Video at Eleven

As media bureaus retrench, digital videographer Jason Maloney ’91 steps in to deliver news from the world’s hot spots.

When Russia invaded Georgia last August news producer Jason Maloney was already in the mountainous former Soviet republic. “We interviewed the president of Georgia about 24 hours before the Russians came down the tunnel,” says Maloney, co-founder of the nonprofit Bureau for International Reporting (BIR). “We were there to do the looming conflict story, and the conflict broke out right in front of us.”

Maloney often breaks stories as one of the few American videojournalists covering international news. He and journalist Kira Kay founded BIR in 2006 to supply American television outlets with foreign stories in the wake of widespread global news bureau closings. Based in New York City, much of the pair’s work is done for PBS’ NewsHour and NOW as well as for HDNet’s World Report. Their longer, newsmagazine-length pieces are also available on YouTube and iTunes.

“We chip away at stories we feel are being overlooked,” Maloney says. “We got 60 Minutes to go to Darfur to do the first real report on that conflict. We crossed the border illegally from Chad and spent two or three days driving around. I was filming rebel groups, a mass grave, things that had never been shot before. Then our driver got completely lost in the desert. Luckily I had a GPS with some waypoints that helped us get out of Darfur, and we never encountered the Sudan army or the Janjaweed. But it was dicey.”

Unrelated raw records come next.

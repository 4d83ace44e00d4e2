pub mod file;

use crate::types::errors::Result;

pub use file::FileLockManager;

/// Held for the duration of a run; releasing happens on drop.
pub trait LockGuard: Send {}

/// Run-level mutual exclusion: at most one remediation run per workspace.
pub trait LockManager: Send + Sync {
    /// Acquire the process lock, waiting up to `timeout_ms`.
    /// # Errors
    /// Returns `ErrorKind::Locking` on timeout and `ErrorKind::Io` if the lock
    /// file cannot be opened.
    fn acquire_process_lock(&self, timeout_ms: u64) -> Result<Box<dyn LockGuard>>;
}
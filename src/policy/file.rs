//! `mendyard.toml` discovery and parsing.
//!
//! Every key is optional; absent keys keep the policy defaults.
//! Precedence at the CLI: flags > config file > defaults.

use std::fs;
use std::path::{Path, PathBuf};

use serde::Deserialize;

use crate::constants::CONFIG_FILE_NAME;
use crate::types::errors::{Error, ErrorKind, Result};

#[derive(Debug, Default, Deserialize, Clone)]
pub struct PriorityCfg {
    pub fatal_prefixes: Option<Vec<String>>,
    pub adjacent_prefixes: Option<Vec<String>>,
    pub bulk_threshold: Option<usize>,
}

#[derive(Debug, Default, Deserialize, Clone)]
pub struct HealthCfg {
    pub success_floor: Option<f64>,
    pub failure_ceiling: Option<u64>,
    pub duration_ceiling_secs: Option<u64>,
    pub grace_batches: Option<u64>,
}

#[derive(Debug, Default, Deserialize, Clone)]
pub struct BackupCfg {
    pub root: Option<String>,
    pub tag: Option<String>,
}

#[derive(Debug, Default, Deserialize, Clone)]
/// Root configuration loaded from `mendyard.toml`.
pub struct MendyardConfig {
    pub workers: Option<usize>,
    pub seen_capacity: Option<usize>,
    pub run_budget_secs: Option<u64>,
    pub lock_timeout_ms: Option<u64>,
    pub priority: Option<PriorityCfg>,
    pub health: Option<HealthCfg>,
    pub backup: Option<BackupCfg>,
}

impl MendyardConfig {
    pub fn from_toml_str(s: &str) -> Result<Self> {
        toml::from_str(s).map_err(|e| Error::new(ErrorKind::Config, e.to_string()))
    }

    pub fn load(path: &Path) -> Result<Self> {
        let s = fs::read_to_string(path).map_err(|e| {
            Error::new(ErrorKind::Io, format!("{}: {e}", path.display()))
        })?;
        Self::from_toml_str(&s)
    }
}

/// Path of the config file in `workspace`, when one exists.
pub fn discover(workspace: &Path) -> Option<PathBuf> {
    let p = workspace.join(CONFIG_FILE_NAME);
    p.is_file().then_some(p)
}
use std::fs;
use std::io::Write as _;
use std::os::unix::fs::PermissionsExt as _;
use std::path::{Path, PathBuf};

use time::format_description::well_known::Rfc3339;
use time::OffsetDateTime;

use crate::constants::SIDECAR_SCHEMA;
use crate::fs::meta::{sha256_hex, sha256_hex_of};
use crate::logging::TS_ZERO;
use crate::types::{BackupError, BackupRecord, ResourceId};

use super::sidecar::{write_sidecar, BackupSidecar};
use super::FsBackupStore;

/// Timestamp directory name: `YYYYMMDDTHHMMSS_ffffff` (UTC), fixed width so names sort by time.
#[must_use]
pub fn timestamp_dir_name(now: OffsetDateTime) -> String {
    format!(
        "{:04}{:02}{:02}T{:02}{:02}{:02}_{:06}",
        now.year(),
        u8::from(now.month()),
        now.day(),
        now.hour(),
        now.minute(),
        now.second(),
        now.microsecond()
    )
}

/// Compute the payload path for a snapshot, bumping a numeric suffix on the timestamp
/// directory until the path is unused.
fn unique_payload_path(run_dir: &Path, ts: &str, rel: &Path) -> PathBuf {
    let mut candidate = run_dir.join(ts).join(rel);
    let mut bump: u32 = 0;
    while candidate.exists() {
        bump = bump.saturating_add(1);
        candidate = run_dir.join(format!("{ts}_{bump}")).join(rel);
    }
    candidate
}

impl FsBackupStore {
    /// Copy the resource's current bytes to
    /// `<backup_root>/<run_id>/<timestamp>/<resource_relative_path>` and write its sidecar.
    ///
    /// # Errors
    ///
    /// - `Unreadable` if the resource cannot be read.
    /// - `Write` if the payload or sidecar cannot be written.
    /// - `Integrity` / `HashMismatch` if the written payload differs from the source bytes.
    pub(crate) fn create_snapshot(
        &self,
        run_id: &str,
        resource: &ResourceId,
    ) -> Result<BackupRecord, BackupError> {
        let src = resource.resolve(&self.workspace);
        let bytes = fs::read(&src).map_err(|source| BackupError::Unreadable {
            path: src.clone(),
            source,
        })?;
        let mode = fs::metadata(&src)
            .ok()
            .map(|m| format!("{:o}", m.permissions().mode() & 0o7777));
        let expected_hash = sha256_hex(&bytes);

        let now = OffsetDateTime::now_utc();
        let created_at = now.format(&Rfc3339).unwrap_or_else(|_| TS_ZERO.to_string());
        let run_dir = self.backup_root.join(run_id);
        let payload = unique_payload_path(&run_dir, &timestamp_dir_name(now), resource.rel());

        let write_err = |source: std::io::Error| BackupError::Write {
            path: payload.clone(),
            source,
        };
        if let Some(parent) = payload.parent() {
            fs::create_dir_all(parent).map_err(write_err)?;
        }
        let mut f = fs::File::create(&payload).map_err(write_err)?;
        f.write_all(&bytes).map_err(write_err)?;
        f.sync_all().map_err(write_err)?;
        drop(f);

        // Integrity: size first, then content hash
        let actual = fs::metadata(&payload).map_err(write_err)?.len();
        let expected = bytes.len() as u64;
        if actual != expected {
            return Err(BackupError::Integrity {
                path: payload.clone(),
                expected,
                actual,
            });
        }
        if sha256_hex_of(&payload).as_deref() != Some(expected_hash.as_str()) {
            return Err(BackupError::HashMismatch {
                path: payload.clone(),
            });
        }

        let sc = BackupSidecar {
            schema: SIDECAR_SCHEMA.to_string(),
            tag: self.tag.clone(),
            run_id: run_id.to_string(),
            resource_id: resource.clone(),
            size: expected,
            sha256: expected_hash,
            created_at,
            mode,
        };
        write_sidecar(&payload, &sc).map_err(write_err)?;
        let _ = crate::fs::atomic::fsync_parent_dir(&payload);
        Ok(sc.into_record(payload))
    }
}
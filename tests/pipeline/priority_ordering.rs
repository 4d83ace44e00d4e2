//! With one worker, batches are attempted strictly in priority order.

use mendyard::policy::Policy;
use mendyard::types::Priority;
use mendyard::RunOptions;

use crate::common::{api, viol, workspace, TestEmitter};

#[test]
fn critical_high_medium_low_dispatch_order() {
    let bulk: String = (0..25).map(|i| format!("v{i} = {i} \n")).collect();
    let td = workspace(&[
        ("a_low.py", "x = 1 \n"),
        ("b_medium.py", bulk.as_str()),
        ("c_high.py", "foo( 1)\n"),
        ("d_critical.py", "print(undefined_name)\n"),
    ]);
    let root = td.path();
    let facts = TestEmitter::default();
    let mut policy = Policy::default();
    policy.pool.workers = 1;
    let api = api(&facts, policy, root);

    let mut violations = vec![
        viol("a_low.py", 1, "W291", ""),
        viol("c_high.py", 1, "E201", "whitespace after '('"),
        viol("d_critical.py", 1, "F821", "undefined name 'undefined_name'"),
    ];
    violations.extend((1..=25).map(|l| viol("b_medium.py", l, "W291", "")));

    let batches = api.plan(violations);
    let order: Vec<Priority> = batches.iter().map(|b| b.priority).collect();
    assert_eq!(
        order,
        vec![Priority::Critical, Priority::High, Priority::Medium, Priority::Low]
    );

    let report = api.run(batches, RunOptions::default()).unwrap();
    assert_eq!(report.batches_completed, 4);

    let attempted: Vec<String> = facts
        .named("batch.attempt")
        .iter()
        .map(|(_, f)| f["resource"].as_str().unwrap_or_default().to_string())
        .collect();
    assert_eq!(
        attempted,
        vec!["d_critical.py", "c_high.py", "b_medium.py", "a_low.py"]
    );
    let reported: Vec<&str> = report.batches.iter().map(|b| b.resource_id.as_str()).collect();
    assert_eq!(reported, vec!["d_critical.py", "c_high.py", "b_medium.py", "a_low.py"]);
}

A government major and film studies minor—“the closest thing to a journalism degree that Dartmouth offered,” he says—Maloney gained extensive production experience from summer internships. But he “drifted away” from the news business to earn a master’s in international relations from the London School of Economics. What lured him back was the trial of the century—ABC News desperately needed production staff to cover the O.J. Simpson story. Afterward Maloney joined ABC’s Primetime Live in 1996 where he racked up production awards for five years before embarking on a freelance career.

Maloney and Kay produce four to five stories a year on an annual operating budget of about $225,000, some of which is covered by grants from the Ford Foundation and Carnegie Corp. And while demand for their stories is increasing, budgets are shrinking, so there’s been no change in their bottom line. “The normal economic model of supply and demand isn’t necessarily at play here,” Maloney says. “NewsHour would love more of our stories, but they’re not able to pay any more.”

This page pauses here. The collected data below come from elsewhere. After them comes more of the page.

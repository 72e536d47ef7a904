//! The user's active editor: open file, cursor line, and selected lines.
//!
//! [`FileEditor`] stands in for an IDE from the command line. Its state comes
//! from CLI flags and every edit goes through the [`Workspace`], so the same
//! path rules apply. Edits move the cursor and selection the way an editor
//! would, so consecutive edits land in document order.

use std::cell::RefCell;
use std::str::FromStr;

use thiserror::Error;
use tracing::debug;

use crate::io::workspace::{Workspace, WorkspaceError};

#[derive(Debug, Error)]
pub enum EditorError {
    #[error("no file is open in the active editor")]
    NoActiveEditor,
    #[error("no text is selected in the active editor")]
    NoSelection,
    #[error("line {line} is outside {path} ({lines} lines)")]
    OutOfRange {
        path: String,
        line: usize,
        lines: usize,
    },
    #[error(transparent)]
    Workspace(#[from] WorkspaceError),
}

pub trait Editor {
    /// Workspace-relative path of the open file.
    fn active_file(&self) -> Result<String, EditorError>;
    fn selected_text(&self) -> Result<String, EditorError>;
    fn insert_at_cursor(&self, text: &str) -> Result<(), EditorError>;
    fn replace_selection(&self, text: &str) -> Result<(), EditorError>;
}

/// Inclusive 1-based line range, written `START-END` or `LINE`.
#[derive(Debug, Clone, Copy, PartialEq, Eq)]
pub struct LineRange {
    pub start: usize,
    pub end: usize,
}

impl FromStr for LineRange {
    type Err = String;

    fn from_str(raw: &str) -> Result<Self, Self::Err> {
        let parse = |part: &str| {
            part.trim()
                .parse::<usize>()
                .ok()
                .filter(|line| *line > 0)
                .ok_or_else(|| format!("invalid line number {part:?}"))
        };
        let (start, end) = match raw.split_once('-') {
            Some((start, end)) => (parse(start)?, parse(end)?),
            None => {
                let line = parse(raw)?;
                (line, line)
            }
        };
        if end < start {
            return Err(format!("selection {raw:?} ends before it starts"));
        }
        Ok(Self { start, end })
    }
}

#[derive(Debug, Clone, Default, PartialEq, Eq)]
pub struct EditorState {
    pub active_file: Option<String>,
    /// 1-based line the cursor sits on; inserts go before it. `None` means
    /// end of file.
    pub cursor_line: Option<usize>,
    pub selection: Option<LineRange>,
}

pub struct FileEditor<'w> {
    workspace: &'w dyn Workspace,
    state: RefCell<EditorState>,
}

impl<'w> FileEditor<'w> {
    pub fn new(workspace: &'w dyn Workspace, state: EditorState) -> Self {
        Self {
            workspace,
            state: RefCell::new(state),
        }
    }

    /// Current editor state, after any edits made so far.
    pub fn state(&self) -> EditorState {
        self.state.borrow().clone()
    }

    fn open(&self) -> Result<(String, Vec<String>), EditorError> {
        let path = self.active_file()?;
        let contents = self.workspace.read_file(&path)?;
        let lines = contents.split_inclusive('\n').map(str::to_string).collect();
        Ok((path, lines))
    }

    fn selection(&self, path: &str, lines: &[String]) -> Result<LineRange, EditorError> {
        let range = self.state.borrow().selection.ok_or(EditorError::NoSelection)?;
        if range.end > lines.len() {
            return Err(EditorError::OutOfRange {
                path: path.to_string(),
                line: range.end,
                lines: lines.len(),
            });
        }
        Ok(range)
    }
}

fn line_count(text: &str) -> usize {
    text.split_inclusive('\n').count()
}

fn as_block(text: &str) -> String {
    if text.is_empty() || text.ends_with('\n') {
        text.to_string()
    } else {
        format!("{text}\n")
    }
}

impl Editor for FileEditor<'_> {
    fn active_file(&self) -> Result<String, EditorError> {
        self.state
            .borrow()
            .active_file
            .clone()
            .ok_or(EditorError::NoActiveEditor)
    }

    fn selected_text(&self) -> Result<String, EditorError> {
        let (path, lines) = self.open()?;
        let range = self.selection(&path, &lines)?;
        Ok(lines[range.start - 1..range.end].concat())
    }

    fn insert_at_cursor(&self, text: &str) -> Result<(), EditorError> {
        let (path, mut lines) = self.open()?;
        let cursor = self.state.borrow().cursor_line;
        let index = match cursor {
            Some(line) if line == 0 || line > lines.len() + 1 => {
                return Err(EditorError::OutOfRange {
                    path,
                    line,
                    lines: lines.len(),
                });
            }
            Some(line) => line - 1,
            None => lines.len(),
        };
        if index == lines.len()
            && let Some(last) = lines.last_mut()
            && !last.ends_with('\n')
        {
            last.push('\n');
        }
        let block = as_block(text);
        let inserted = line_count(&block);
        lines.insert(index, block);
        debug!(path, line = index + 1, inserted, "insert at cursor");
        self.workspace.create_file(&path, &lines.concat())?;
        if let Some(line) = cursor {
            self.state.borrow_mut().cursor_line = Some(line + inserted);
        }
        Ok(())
    }

    fn replace_selection(&self, text: &str) -> Result<(), EditorError> {
        let (path, mut lines) = self.open()?;
        let range = self.selection(&path, &lines)?;
        let keeps_newline = lines[range.end - 1].ends_with('\n');
        let replacement = if keeps_newline {
            as_block(text)
        } else {
            text.trim_end_matches('\n').to_string()
        };
        let replaced = line_count(&replacement);
        lines.splice(range.start - 1..range.end, [replacement]);
        debug!(path, start = range.start, end = range.end, replaced, "replace selection");
        self.workspace.create_file(&path, &lines.concat())?;
        self.state.borrow_mut().selection = (replaced > 0).then(|| LineRange {
            start: range.start,
            end: range.start + replaced - 1,
        });
        Ok(())
    }
}

#[cfg(test)]
mod tests {
    use super::*;
    use crate::io::workspace::FsWorkspace;

    fn setup(contents: &str) -> (tempfile::TempDir, FsWorkspace) {
        let temp = tempfile::tempdir().expect("tempdir");
        let ws = FsWorkspace::new(temp.path());
        ws.create_file("main.rs", contents).expect("seed");
        (temp, ws)
    }

    fn state(cursor: Option<usize>, selection: Option<&str>) -> EditorState {
        EditorState {
            active_file: Some("main.rs".to_string()),
            cursor_line: cursor,
            selection: selection.map(|raw| raw.parse().expect("range")),
        }
    }

    #[test]
    fn parses_line_ranges() {
        assert_eq!("3-5".parse(), Ok(LineRange { start: 3, end: 5 }));
        assert_eq!("7".parse(), Ok(LineRange { start: 7, end: 7 }));
        assert!("5-3".parse::<LineRange>().is_err());
        assert!("0".parse::<LineRange>().is_err());
        assert!("a-b".parse::<LineRange>().is_err());
    }

    #[test]
    fn inserts_before_cursor_line() {
        let (_temp, ws) = setup("one\ntwo\n");
        let editor = FileEditor::new(&ws, state(Some(2), None));
        editor.insert_at_cursor("inserted").expect("insert");
        assert_eq!(ws.read_file("main.rs").expect("read"), "one\ninserted\ntwo\n");
    }

    #[test]
    fn inserts_at_end_without_cursor() {
        let (_temp, ws) = setup("one");
        let editor = FileEditor::new(&ws, state(None, None));
        editor.insert_at_cursor("two\n").expect("insert");
        assert_eq!(ws.read_file("main.rs").expect("read"), "one\ntwo\n");
    }

    #[test]
    fn replaces_and_reads_selection() {
        let (_temp, ws) = setup("a\nb\nc\nd\n");
        let editor = FileEditor::new(&ws, state(None, Some("2-3")));
        assert_eq!(editor.selected_text().expect("selected"), "b\nc\n");
        editor.replace_selection("X").expect("replace");
        assert_eq!(ws.read_file("main.rs").expect("read"), "a\nX\nd\n");
    }

    #[test]
    fn consecutive_inserts_keep_document_order() {
        let (_temp, ws) = setup("one\ntwo\n");
        let editor = FileEditor::new(&ws, state(Some(2), None));
        editor.insert_at_cursor("A").expect("first insert");
        editor.insert_at_cursor("B\nC\n").expect("second insert");
        assert_eq!(ws.read_file("main.rs").expect("read"), "one\nA\nB\nC\ntwo\n");
        assert_eq!(editor.state().cursor_line, Some(5));
    }

    #[test]
    fn second_replace_targets_the_first_replacement() {
        let (_temp, ws) = setup("a\nb\nc\nd\n");
        let editor = FileEditor::new(&ws, state(None, Some("2-3")));
        editor.replace_selection("X").expect("first replace");
        assert_eq!(editor.state().selection, Some(LineRange { start: 2, end: 2 }));
        editor.replace_selection("Y\nZ").expect("second replace");
        assert_eq!(ws.read_file("main.rs").expect("read"), "a\nY\nZ\nd\n");
        assert_eq!(editor.selected_text().expect("selected"), "Y\nZ\n");
    }

    #[test]
    fn empty_replacement_clears_the_selection() {
        let (_temp, ws) = setup("a\nb\n");
        let editor = FileEditor::new(&ws, state(None, Some("1")));
        editor.replace_selection("").expect("replace");
        assert_eq!(ws.read_file("main.rs").expect("read"), "b\n");
        assert!(matches!(editor.selected_text(), Err(EditorError::NoSelection)));
    }

    #[test]
    fn reports_missing_editor_state() {
        let (_temp, ws) = setup("a\n");
        let editor = FileEditor::new(&ws, EditorState::default());
        assert!(matches!(editor.active_file(), Err(EditorError::NoActiveEditor)));

        let editor = FileEditor::new(&ws, state(None, None));
        assert!(matches!(editor.selected_text(), Err(EditorError::NoSelection)));

        let editor = FileEditor::new(&ws, state(None, Some("1-4")));
        assert!(matches!(editor.replace_selection("x"), Err(EditorError::OutOfRange { .. })));
    }
}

Although he occasionally does voiceover reporting, as he did for a piece on Islam in Russia in the Republic of Tatarstan, Kay handles the bulk of these duties while Maloney focuses on shooting the stories with his “workhorse,” a Sony FX-1 high-definition digital video camera. He still records to tape because memory cards aren’t practical for the remote locations in which he and Kay shoot. “We just came back from doing a story on U.N. peacekeeping in Congo with 40 hours of tape from the field. I’d shoot six or seven hours a day, and with memory cards you need to download to a computer every couple of hours. We can’t be assured that we’ll have the ability or the power to do that,” he says.

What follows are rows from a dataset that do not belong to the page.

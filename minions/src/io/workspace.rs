//! Workspace filesystem access, confined to a single root directory.
//!
//! Every path handed to a [`Workspace`] is relative to the root. Absolute
//! paths and `..` components are rejected before touching the disk.

use std::fs;
use std::io;
use std::path::{Component, Path, PathBuf};

use serde::Serialize;
use thiserror::Error;
use tracing::debug;

#[derive(Debug, Error)]
pub enum WorkspaceError {
    #[error("workspace root {} is not a directory", .0.display())]
    NoWorkspace(PathBuf),
    #[error("path {0:?} must stay inside the workspace")]
    InvalidPath(String),
    #[error("{action} {path:?}: {source}")]
    Io {
        action: &'static str,
        path: String,
        #[source]
        source: io::Error,
    },
}

impl WorkspaceError {
    fn io(action: &'static str, path: &str, source: io::Error) -> Self {
        WorkspaceError::Io {
            action,
            path: path.to_string(),
            source,
        }
    }
}

#[derive(Debug, Clone, Copy, PartialEq, Eq, Serialize)]
pub enum EntryKind {
    File,
    Directory,
}

#[derive(Debug, Clone, PartialEq, Eq)]
pub struct DirEntry {
    pub name: String,
    pub kind: EntryKind,
}

pub trait Workspace {
    fn read_file(&self, path: &str) -> Result<String, WorkspaceError>;
    /// Direct children of a directory, sorted by name.
    fn list_dir(&self, path: &str) -> Result<Vec<DirEntry>, WorkspaceError>;
    /// Write a file, creating parent directories. Existing files are replaced.
    fn create_file(&self, path: &str, contents: &str) -> Result<(), WorkspaceError>;
    fn create_dir(&self, path: &str) -> Result<(), WorkspaceError>;
    fn move_path(&self, from: &str, to: &str) -> Result<(), WorkspaceError>;
}

/// [`Workspace`] backed by a directory on disk.
#[derive(Debug, Clone)]
pub struct FsWorkspace {
    root: PathBuf,
}

impl FsWorkspace {
    pub fn new(root: impl Into<PathBuf>) -> Self {
        Self { root: root.into() }
    }

    pub fn root(&self) -> &Path {
        &self.root
    }

    fn resolve(&self, relative: &str) -> Result<PathBuf, WorkspaceError> {
        if !self.root.is_dir() {
            return Err(WorkspaceError::NoWorkspace(self.root.clone()));
        }
        let mut resolved = self.root.clone();
        for component in Path::new(relative).components() {
            match component {
                Component::Normal(part) => resolved.push(part),
                Component::CurDir => {}
                Component::ParentDir | Component::RootDir | Component::Prefix(_) => {
                    return Err(WorkspaceError::InvalidPath(relative.to_string()));
                }
            }
        }
        Ok(resolved)
    }
}

impl Workspace for FsWorkspace {
    fn read_file(&self, path: &str) -> Result<String, WorkspaceError> {
        let full = self.resolve(path)?;
        debug!(path, "read file");
        fs::read_to_string(&full).map_err(|err| WorkspaceError::io("read", path, err))
    }

    fn list_dir(&self, path: &str) -> Result<Vec<DirEntry>, WorkspaceError> {
        let full = self.resolve(path)?;
        let reader = fs::read_dir(&full).map_err(|err| WorkspaceError::io("list", path, err))?;
        let mut entries = Vec::new();
        for entry in reader {
            let entry = entry.map_err(|err| WorkspaceError::io("list", path, err))?;
            let file_type = entry
                .file_type()
                .map_err(|err| WorkspaceError::io("stat", path, err))?;
            entries.push(DirEntry {
                name: entry.file_name().to_string_lossy().into_owned(),
                kind: if file_type.is_dir() {
                    EntryKind::Directory
                } else {
                    EntryKind::File
                },
            });
        }
        entries.sort_by(|a, b| a.name.cmp(&b.name));
        Ok(entries)
    }

    fn create_file(&self, path: &str, contents: &str) -> Result<(), WorkspaceError> {
        let full = self.resolve(path)?;
        if full == self.root {
            return Err(WorkspaceError::InvalidPath(path.to_string()));
        }
        if let Some(parent) = full.parent() {
            fs::create_dir_all(parent).map_err(|err| WorkspaceError::io("create parent of", path, err))?;
        }
        debug!(path, bytes = contents.len(), "write file");
        fs::write(&full, contents).map_err(|err| WorkspaceError::io("write", path, err))
    }

    fn create_dir(&self, path: &str) -> Result<(), WorkspaceError> {
        let full = self.resolve(path)?;
        fs::create_dir_all(&full).map_err(|err| WorkspaceError::io("create directory", path, err))
    }

    fn move_path(&self, from: &str, to: &str) -> Result<(), WorkspaceError> {
        let source = self.resolve(from)?;
        let target = self.resolve(to)?;
        if source == self.root || target == self.root {
            return Err(WorkspaceError::InvalidPath(format!("{from} -> {to}")));
        }
        if let Some(parent) = target.parent() {
            fs::create_dir_all(parent).map_err(|err| WorkspaceError::io("create parent of", to, err))?;
        }
        debug!(from, to, "move path");
        fs::rename(&source, &target).map_err(|err| WorkspaceError::io("move", from, err))
    }
}

/// Join a workspace-relative directory and an entry name.
pub fn join_relative(dir: &str, name: &str) -> String {
    let dir = dir.trim_end_matches('/');
    if dir.is_empty() || dir == "." {
        name.to_string()
    } else {
        format!("{dir}/{name}")
    }
}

In addition to his work as a videojournalist, Maloney co-authored Your America: Democracy’s Local Heroes, published last summer by Palgrave Macmillan. Written with John Siceloff, creator and executive producer of NOW, the book features interviews with 12 “heroes” who’ve impacted their local communities. “The book project was a wonderful antidote since I had just come off doing stories about the Khmer Rouge in Cambodia and the Lord’s Resistance Army abducting kids in northern Uganda, some of the darkest stuff I ever heard,” says Maloney, who last spring won a second Robert F. Kennedy Memorial Journalism Award for the Uganda story. “It’s hard to hear all this stuff out in the field. But knowing we can get these kinds of stories out and that they might raise awareness certainly helps compensate for how tough this job can be.”

 

Bonnie Barber is a frequent contributor to DAM.